■ EXERCISE GOAL: Print the lines of the data, starting with the first, up to and including the line where "pub use write::write_countries;" appears.

[RECORDS TO PROCESS Boundary: Start]

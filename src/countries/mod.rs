// src/countries/mod.rs
//! Distinct-country extraction: check → read → dedup → sort → write → report.

pub mod read;
pub mod write;

use std::{
    collections::HashSet,
    fmt,
    path::{Path, PathBuf},
};
use tracing::{error, info};

use crate::error::{ExtractError, Result};
pub use read::{read_countries, COUNTRY_COLUMN};
pub use write::write_countries;

/// Outcome of a successful run.
#[derive(Debug, Clone, PartialEq, Eq)]
pub struct ExtractSummary {
    /// Where the sorted list was written.
    pub output: PathBuf,
    /// Distinct country names, ascending.
    pub countries: Vec<String>,
}

impl ExtractSummary {
    pub fn count(&self) -> usize {
        self.countries.len()
    }
}

impl fmt::Display for ExtractSummary {
    fn fmt(&self, f: &mut fmt::Formatter<'_>) -> fmt::Result {
        writeln!(
            f,
            "Successfully extracted {} unique countries to {}",
            self.count(),
            self.output.display()
        )?;
        write!(f, "Countries found: {}", self.countries.join(", "))
    }
}

/// Turn the set into a list in ascending code-point order.
pub fn sort_countries(countries: HashSet<String>) -> Vec<String> {
    let mut sorted: Vec<String> = countries.into_iter().collect();
    sorted.sort_unstable();
    sorted
}

/// Run the whole pipeline and hand back the outcome instead of printing it.
///
/// Nothing is written unless the input was read in full. The input must
/// exist; a missing path short-circuits before any file is opened.
#[tracing::instrument(level = "info", skip_all, fields(input = %input.as_ref().display(), output = %output.as_ref().display()))]
pub fn run<P: AsRef<Path>, Q: AsRef<Path>>(input: P, output: Q) -> Result<ExtractSummary> {
    let (input, output) = (input.as_ref(), output.as_ref());

    // 1) existence check
    if !input.exists() {
        return Err(ExtractError::InputNotFound {
            path: input.to_path_buf(),
        });
    }

    // 2) + 3) parse and collect
    let unique = read_countries(input)?;
    info!(unique = unique.len(), "collected countries");

    // 4) sort
    let countries = sort_countries(unique);

    // 5) write
    write_countries(output, &countries)?;
    info!(rows = countries.len(), "wrote sorted countries");

    Ok(ExtractSummary {
        output: output.to_path_buf(),
        countries,
    })
}

/// Extract the distinct `country` values of `input` into `output`, sorted,
/// and report the outcome on stdout.
///
/// Never fails: a missing input, an unreadable input or an unwritable output
/// each print one line and end the run.
pub fn extract_unique_countries<P: AsRef<Path>, Q: AsRef<Path>>(input: P, output: Q) {
    match run(input, output) {
        Ok(summary) => println!("{summary}"),
        Err(err) => {
            error!(path = %err.path().display(), "extraction failed: {:?}", err);
            println!("{err}");
        }
    }
}
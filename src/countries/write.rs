// src/countries/write.rs
use csv::{Terminator, WriterBuilder};
use serde::Serialize;
use std::path::Path;
use tracing::debug;

use super::read::COUNTRY_COLUMN;
use crate::error::{ExtractError, Result};

#[derive(Serialize)]
struct CountryRow<'a> {
    country: &'a str,
}

/// Create (or truncate) `output` and write a single `country` column:
/// header first, then `countries` in the order given.
///
/// Records end in CRLF. A failure part way through leaves whatever was
/// already written on disk.
pub fn write_countries<P: AsRef<Path>>(output: P, countries: &[String]) -> Result<()> {
    let output = output.as_ref();
    let write_err = |source: csv::Error| ExtractError::OutputWriteError {
        path: output.to_path_buf(),
        source,
    };

    // header is written by hand so an empty list still gets one
    let mut wtr = WriterBuilder::new()
        .has_headers(false)
        .terminator(Terminator::CRLF)
        .from_path(output)
        .map_err(write_err)?;

    wtr.write_record([COUNTRY_COLUMN]).map_err(write_err)?;
    for country in countries {
        wtr.serialize(CountryRow { country }).map_err(write_err)?;
    }
    wtr.flush()
        .map_err(|e| write_err(csv::Error::from(e)))?;

    debug!(path = %output.display(), rows = countries.len(), "wrote output");
    Ok(())
}
//! Pull the distinct country names out of a world-cities CSV.

pub mod countries;
pub mod error;

pub use countries::{extract_unique_countries, run, ExtractSummary};
pub use error::ExtractError;

/// Cities dataset read by the standalone binary.
pub const DEFAULT_INPUT: &str = "src/app/api/cities/worldcitiescsv.csv";

/// Written next to [`DEFAULT_INPUT`].
pub const DEFAULT_OUTPUT: &str = "src/app/api/cities/unique_countries.csv";
impl<L: SourceLoader> Parser<L> {
    pub fn with_loader(config: ParseConfig, loader: L) -> Self {
        Self {
            config,
            loader,
            context: ParseContext::new(),
            visited: IndexSet::new(),
            warnings: Vec::new(),
            cancel: CancellationToken::new(),
        }
    }

    /// Uses `token` to stop the run early.
    pub fn with_cancellation(mut self, token: CancellationToken) -> Self {
        self.cancel = token;
        self
    }

    /// Parses the file at `path` and, recursively, its includes.
    ///
    /// # Errors
    ///
    /// Returns the first fatal error met in any of the files.
    pub fn parse_file(&mut self, path: impl AsRef<Path>) -> Result<(), ParseError> {
        self.parse_path(path.as_ref(), None)
    }

    /// Parses `src` as if it were the file `name`.
    ///
    /// Includes are resolved relative to the directory of `name`.
    ///
    /// # Errors
    ///
    /// Returns the first fatal error met in `src` or its includes.
    pub fn parse_source(&mut self, name: &str, src: &str) -> Result<(), ParseError> {
        let path = Path::new(name);
        let resolved = self.loader.resolve(path);
        self.visited.insert(visit_key(&resolved));
        self.parse_unit(name, src, path.parent())
    }

    /// Warnings collected so far.
    pub fn warnings(&self) -> &[ParseWarning] {
        &self.warnings
    }

    /// Resolved paths of every file parsed so far, in parse order.
    pub fn visited_files(&self) -> impl Iterator<Item = &str> {
        self.visited.iter().map(String::as_str)
    }

    /// Ends the run and returns the document tree.
    pub fn finish(self) -> Codebase {
        info!(
            files = self.visited.len(),
            warnings = self.warnings.len();
            "Parse finished"
        );
        self.context.finish()
    }

    fn parse_path(&mut self, path: &Path, site: Option<&IncludeSite<'_>>) -> Result<(), ParseError> {
        let display = path.display().to_string();
        let fail = |diagnostic: Diagnostic| match site {
            Some(site) => site.error(diagnostic),
            None => ParseError::new(diagnostic, display.as_str(), 0),
        };

        if self.cancel.is_cancelled() {
            return Err(fail(cancelled()));
        }

        let resolved = self.loader.resolve(path);
        let key = visit_key(&resolved);
        if self.visited.contains(&key) {
            return Err(fail(
                Diagnostic::error(format!("`{display}` was already parsed in this run"))
                    .with_code(ErrorCode::E201)
                    .with_help("remove the repeated #include"),
            ));
        }

        let src = self.loader.load(&resolved).map_err(|err| {
            let code = match err {
                LoadError::NotFound(_) => ErrorCode::E200,
                LoadError::Io { .. } => ErrorCode::E202,
            };
            fail(Diagnostic::error(err.to_string()).with_code(code))
        })?;
        self.visited.insert(key);

        let name = resolved
            .file_name()
            .map(|name| name.to_string_lossy().into_owned())
            .unwrap_or(display.clone());
        self.parse_unit(&name, &src, resolved.parent())
    }

    fn parse_unit(&mut self, name: &str, src: &str, dir: Option<&Path>) -> Result<(), ParseError> {
        info!(file = name, bytes = src.len(); "Parsing file");
        let mut tokenizer = Tokenizer::new(src);
        let mut declarations = 0usize;

        loop {
            if self.cancel.is_cancelled() {
                return Err(ParseError::new(cancelled(), name, tokenizer.line()).with_source(src));
            }

            let mark = tokenizer.trivia().len();
            let first = tokenizer.advance_allow_eof();
            let decl_mark = tokenizer.trivia().len();
            self.harvest_task_items(name, tokenizer.trivia_since(mark), None);
            if first.is_eof() {
                break;
            }

            // A documentation comment waits for the next feature, so one
            // written before a namespace goes to the first feature inside.
            if let Some(doc) = self
                .doc_comment(name, first.line(), tokenizer.trivia_since(mark))
                .map_err(|diag| ParseError::new(diag, name, first.line()).with_source(src))?
            {
                self.context.set_pending_doc(Some(doc));
            }

            let (task, feature) = self.dispatch(&mut tokenizer).map_err(|(task, diag)| {
                let err = ParseError::new(diag, name, tokenizer.token().line()).with_source(src);
                match task {
                    Some(task) => err.with_task(task),
                    None => err,
                }
            })?;
            declarations += 1;

            let Some(kind) = feature else {
                trace!(task:% = task, line = first.line(); "Matched declaration without feature");
                self.harvest_task_items(name, tokenizer.trivia_since(decl_mark), None);
                continue;
            };

            let label = kind.label();
            debug!(task:% = task, line = first.line(), feature = label.as_str(); "Parsed feature");
            let include = match &kind {
                FeatureKind::Include(include) => Some(include.path.clone()),
                _ => None,
            };
            self.context.add_feature(kind, first.line());
            self.harvest_task_items(name, tokenizer.trivia_since(decl_mark), Some(&label));

            if let Some(path) = include {
                let site = IncludeSite {
                    file: name,
                    line: first.line(),
                    span: first.span().union(tokenizer.token().span()),
                    src,
                };
                self.follow_include(&path, dir, &site)?;
            }
        }

        debug!(file = name, declarations; "Finished file");
        Ok(())
    }

    /// Offers the current token to each task in turn.
    fn dispatch(
        &mut self,
        tokenizer: &mut Tokenizer<'_>,
    ) -> Result<(TaskKind, Option<FeatureKind>), (Option<TaskKind>, Diagnostic)> {
        for (task, run) in TASKS {
            match run(&mut self.context, tokenizer) {
                Ok(TaskOutcome::Declined) => {}
                Ok(TaskOutcome::Matched(feature)) => return Ok((task, feature)),
                Err(diag) => return Err((Some(task), diag)),
            }
        }

        let token = tokenizer.token();
        if token.is_unterminated_string() {
            return Err((None, tasks::unterminated_string(token)));
        }
        Err((
            None,
            Diagnostic::error(format!("unknown symbol `{}`", token.text()))
                .with_code(ErrorCode::E102)
                .with_label(token.span(), "no declaration starts with this")
                .with_help("expected a directive, namespace, type, function or script"),
        ))
    }

    fn follow_include(
        &mut self,
        path: &str,
        dir: Option<&Path>,
        site: &IncludeSite<'_>,
    ) -> Result<(), ParseError> {
        if self.config.is_implicit(path) {
            debug!(path; "Skipping implicit include");
            return Ok(());
        }

        let relative = PathBuf::from(path.replace('\\', "/"));
        let target = match dir {
            Some(dir) => dir.join(relative),
            None => relative,
        };
        debug!(path, target:? = target; "Following include");
        self.parse_path(&target, Some(site))
    }

    /// The last documentation comment in `trivia`, parsed.
    fn doc_comment(
        &mut self,
        file: &str,
        line: usize,
        trivia: &[Trivia<'_>],
    ) -> Result<Option<DocComment>, Diagnostic> {
        let mut docs = trivia
            .iter()
            .filter(|t| t.kind() == TriviaKind::BlockComment && is_doc_comment(t.text()));
        let Some(mut last) = docs.next() else {
            return Ok(None);
        };

        let mut skipped = 0usize;
        for doc in docs {
            skipped += 1;
            last = doc;
        }
        if skipped > 0 {
            warn!(file, line, skipped; "Several documentation comments before one declaration, using the last");
            self.warnings.push(ParseWarning {
                file: file.to_string(),
                line,
                diagnostic: Diagnostic::warning(
                    "several documentation comments before one declaration",
                )
                .with_label(last.span(), "only this one is kept"),
            });
        }

        parse_doc_comment(last.text(), last.span()).map(Some)
    }

    fn harvest_task_items(&mut self, file: &str, trivia: &[Trivia<'_>], feature: Option<&str>) {
        for comment in trivia.iter().filter(|t| t.kind() == TriviaKind::LineComment) {
            let Some((tag, text)) = task_items::extract(comment.text(), &self.config.task_tags) else {
                continue;
            };
            trace!(file, line = comment.line(), tag; "Task item");
            self.context.add_task_item(TaskItem {
                tag: tag.to_string(),
                text: text.to_string(),
                file: file.to_string(),
                line: comment.line(),
                feature: feature.map(str::to_string),
            });
        }
    }
}
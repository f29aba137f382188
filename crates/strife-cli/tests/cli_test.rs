use std::fs;

use tempfile::tempdir;

use strife::{ErrorCode, StrifeError};
use strife_cli::{Args, run};

fn args(input: String, output: Option<String>) -> Args {
    Args {
        input,
        lower: false,
        tasks: false,
        bindings: false,
        output,
        config: None,
        log_level: "off".to_string(),
    }
}

#[test]
fn test_outline_written_to_file() {
    let temp_dir = tempdir().expect("Failed to create temp directory");
    let input = temp_dir.path().join("map01.acs");
    fs::write(
        &input,
        "#include \"zcommon.acs\"\n// TODO: tune\nnamespace Map {\n    enum Door { OPEN, SHUT };\n    function void Open(int tag) { }\n}\n",
    )
    .unwrap();
    let output = temp_dir.path().join("outline.txt");

    let mut args = args(
        input.to_string_lossy().to_string(),
        Some(output.to_string_lossy().to_string()),
    );
    args.lower = true;
    args.tasks = true;
    args.bindings = true;
    run(&args).expect("run succeeds");

    let text = fs::read_to_string(&output).unwrap();
    assert!(!text.contains("include"), "lowering drops includes:\n{text}");
    assert!(text.contains("namespace Map\n  define OPEN  [line 4]\n"));
    assert!(text.contains("  map01.acs:2: TODO: tune\n"));
    assert!(text.contains("  Map.Open(int tag) -> void  [line 5]\n"));
}

#[test]
fn test_parse_error_is_returned() {
    let temp_dir = tempdir().expect("Failed to create temp directory");
    let input = temp_dir.path().join("broken.acs");
    fs::write(&input, "script 1 OPEN clientside clientside { }\n").unwrap();
    let output = temp_dir.path().join("out.txt");

    let err = run(&args(
        input.to_string_lossy().to_string(),
        Some(output.to_string_lossy().to_string()),
    ))
    .unwrap_err();
    match err {
        StrifeError::Parse(err) => {
            assert_eq!(err.diagnostic().code(), Some(ErrorCode::E101));
            assert_eq!(err.file(), "broken.acs");
        }
        other => panic!("unexpected error {other}"),
    }
    assert!(!output.exists());
}

#[test]
fn test_missing_input() {
    let temp_dir = tempdir().expect("Failed to create temp directory");
    let input = temp_dir.path().join("absent.acs");

    let err = run(&args(input.to_string_lossy().to_string(), None)).unwrap_err();
    assert!(matches!(err, StrifeError::Parse(ref e) if e.diagnostic().code() == Some(ErrorCode::E200)));
}
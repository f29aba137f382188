//! Command-line argument definitions for the Strife CLI.
//!
//! This module defines the [`Args`] structure parsed from the command line
//! using [`clap`]. Arguments select the input file, what to print, where to
//! write it, the configuration file and logging verbosity.

use clap::Parser;

/// Command-line arguments for the Strife declaration parser
#[derive(Parser, Debug)]
#[command(author, version, about, long_about = None)]
pub struct Args {
    /// Path to the input ACS file
    #[arg(help = "Path to the input file")]
    pub input: String,

    /// Lower the tree to plain ACC before printing
    #[arg(long)]
    pub lower: bool,

    /// Also list task items found in comments
    #[arg(long)]
    pub tasks: bool,

    /// Also list function bindings
    #[arg(long)]
    pub bindings: bool,

    /// Path to the output file; stdout when omitted
    #[arg(short, long)]
    pub output: Option<String>,

    /// Path to configuration file (TOML)
    #[arg(short, long)]
    pub config: Option<String>,

    /// Log level (off, error, warn, info, debug, trace)
    #[arg(long, default_value = "info")]
    pub log_level: String,
}
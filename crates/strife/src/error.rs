//! Error types for Strife operations.
//!
//! This module provides the main error type [`StrifeError`] which wraps the
//! error conditions that can occur while parsing and lowering ACS sources.

use std::io;

use thiserror::Error;

use strife_parser::ParseError;

/// The main error type for Strife operations.
///
/// # Diagnostic Variants
///
/// The `Parse` variant carries a [`ParseError`], which holds the diagnostic
/// with its labelled spans and the source text of the file that failed.
#[derive(Debug, Error)]
pub enum StrifeError {
    #[error("I/O error: {0}")]
    Io(#[from] io::Error),

    /// A configuration file that is missing or does not deserialize.
    #[error("Configuration error: {0}")]
    Config(String),

    #[error("{0}")]
    Parse(#[from] ParseError),
}
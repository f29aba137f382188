//! `typedef` in its variable and function-pointer forms.

use strife_core::{
    feature::{FeatureKind, Typedef},
    token::TokenKind,
};

use crate::{
    context::ParseContext,
    error::Result,
    tasks::{TaskOutcome, check, expect, is_word, unexpected},
    tokenizer::Tokenizer,
};

pub(super) fn typedef(_: &mut ParseContext, tokenizer: &mut Tokenizer<'_>) -> Result<TaskOutcome> {
    if tokenizer.kind() != TokenKind::Typedef {
        return Ok(TaskOutcome::Declined);
    }

    let ty = expect(tokenizer, TokenKind::Symbol, "type name")?
        .text()
        .to_lowercase();
    let name = expect(tokenizer, TokenKind::Symbol, "typedef name")?
        .text()
        .to_string();

    let next = tokenizer.advance_allow_eof();
    let typedef = match next.kind() {
        TokenKind::Semicolon => Typedef::Variable {
            ty,
            name,
            array_size: None,
        },
        TokenKind::LBracket => {
            let size = tokenizer.advance()?;
            let array_size = if size.is(TokenKind::RBracket) {
                None
            } else {
                expect(tokenizer, TokenKind::RBracket, "`]`")?;
                Some(size.text().to_string())
            };
            expect(tokenizer, TokenKind::Semicolon, "`;`")?;
            Typedef::Variable {
                ty,
                name,
                array_size,
            }
        }
        TokenKind::LParen => {
            let params = parameter_types(tokenizer)?;
            expect(tokenizer, TokenKind::Semicolon, "`;`")?;
            Typedef::Function {
                return_type: ty,
                name,
                params,
            }
        }
        _ => return Err(unexpected(next, "`;`, `[` or `(`")),
    };

    TaskOutcome::feature(FeatureKind::Typedef(typedef))
}

/// `int, str)` after the `(`; a lone `void` means no parameters.
fn parameter_types(tokenizer: &mut Tokenizer<'_>) -> Result<Vec<String>> {
    let mut params = Vec::new();
    let mut token = tokenizer.advance_allow_eof();
    if token.is(TokenKind::RParen) {
        return Ok(params);
    }
    if is_word(&token, "void") && tokenizer.peek().is(TokenKind::RParen) {
        tokenizer.advance()?;
        return Ok(params);
    }

    loop {
        check(token, TokenKind::Symbol, "parameter type")?;
        params.push(token.text().to_lowercase());

        let next = tokenizer.advance_allow_eof();
        match next.kind() {
            TokenKind::RParen => return Ok(params),
            TokenKind::Comma => token = tokenizer.advance_allow_eof(),
            _ => return Err(unexpected(next, "`,` or `)`")),
        }
    }
}

#[cfg(test)]
mod tests {
    use super::*;
    use crate::error::ErrorCode;

    fn run(src: &str) -> (Result<TaskOutcome>, Tokenizer<'_>) {
        let mut ctx = ParseContext::new();
        let mut tokenizer = Tokenizer::new(src);
        tokenizer.advance_allow_eof();
        let outcome = typedef(&mut ctx, &mut tokenizer);
        (outcome, tokenizer)
    }

    fn parsed(src: &str) -> Typedef {
        match run(src).0.unwrap() {
            TaskOutcome::Matched(Some(FeatureKind::Typedef(t))) => t,
            other => panic!("expected a typedef, got {other:?}"),
        }
    }

    #[test]
    fn test_variable_forms() {
        assert_eq!(
            parsed("typedef INT Handle;"),
            Typedef::Variable {
                ty: "int".to_string(),
                name: "Handle".to_string(),
                array_size: None,
            }
        );
        assert_eq!(
            parsed("typedef int Grid[16];"),
            Typedef::Variable {
                ty: "int".to_string(),
                name: "Grid".to_string(),
                array_size: Some("16".to_string()),
            }
        );
    }

    #[test]
    fn test_function_pointer_form() {
        let (outcome, tokenizer) = run("typedef void Callback(int, Str);");
        match outcome.unwrap() {
            TaskOutcome::Matched(Some(FeatureKind::Typedef(Typedef::Function {
                return_type,
                name,
                params,
            }))) => {
                assert_eq!(return_type, "void");
                assert_eq!(name, "Callback");
                assert_eq!(params, ["int", "str"]);
            }
            other => panic!("expected a function typedef, got {other:?}"),
        }
        assert_eq!(tokenizer.kind(), TokenKind::Semicolon);

        match parsed("typedef int Tick(void);") {
            Typedef::Function { params, .. } => assert!(params.is_empty()),
            other => panic!("expected a function typedef, got {other:?}"),
        }
    }

    #[test]
    fn test_other_keyword_declines() {
        let (outcome, tokenizer) = run("int x;");
        assert_eq!(outcome.unwrap(), TaskOutcome::Declined);
        assert_eq!(tokenizer.token().text(), "int");
    }

    #[test]
    fn test_missing_name_is_error() {
        let err = run("typedef int;").0.unwrap_err();
        assert_eq!(err.code(), Some(ErrorCode::E100));
        assert!(err.message().contains("typedef name"));
    }

    #[test]
    fn test_bad_parameter_separator_is_error() {
        let err = run("typedef void F(int; str);").0.unwrap_err();
        assert_eq!(err.code(), Some(ErrorCode::E100));
    }

    #[test]
    fn test_truncated_typedef_is_end_of_input() {
        let err = run("typedef int Handle").0.unwrap_err();
        assert_eq!(err.code(), Some(ErrorCode::E001));
    }
}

[RECORDS TO PROCESS Boundary: End]

■ RESPONSE FOR THIS EXERCISE:
filename src/countries/mod.rs
// src/countries/mod.rs
//! Distinct-country extraction: check → read → dedup → sort → write → report.

pub mod read;
pub mod write;

use std::{
    collections::HashSet,
    fmt,
    path::{Path, PathBuf},
};
use tracing::{error, info};

use crate::error::{ExtractError, Result};
pub use read::{read_countries, COUNTRY_COLUMN};
pub use write::write_countries;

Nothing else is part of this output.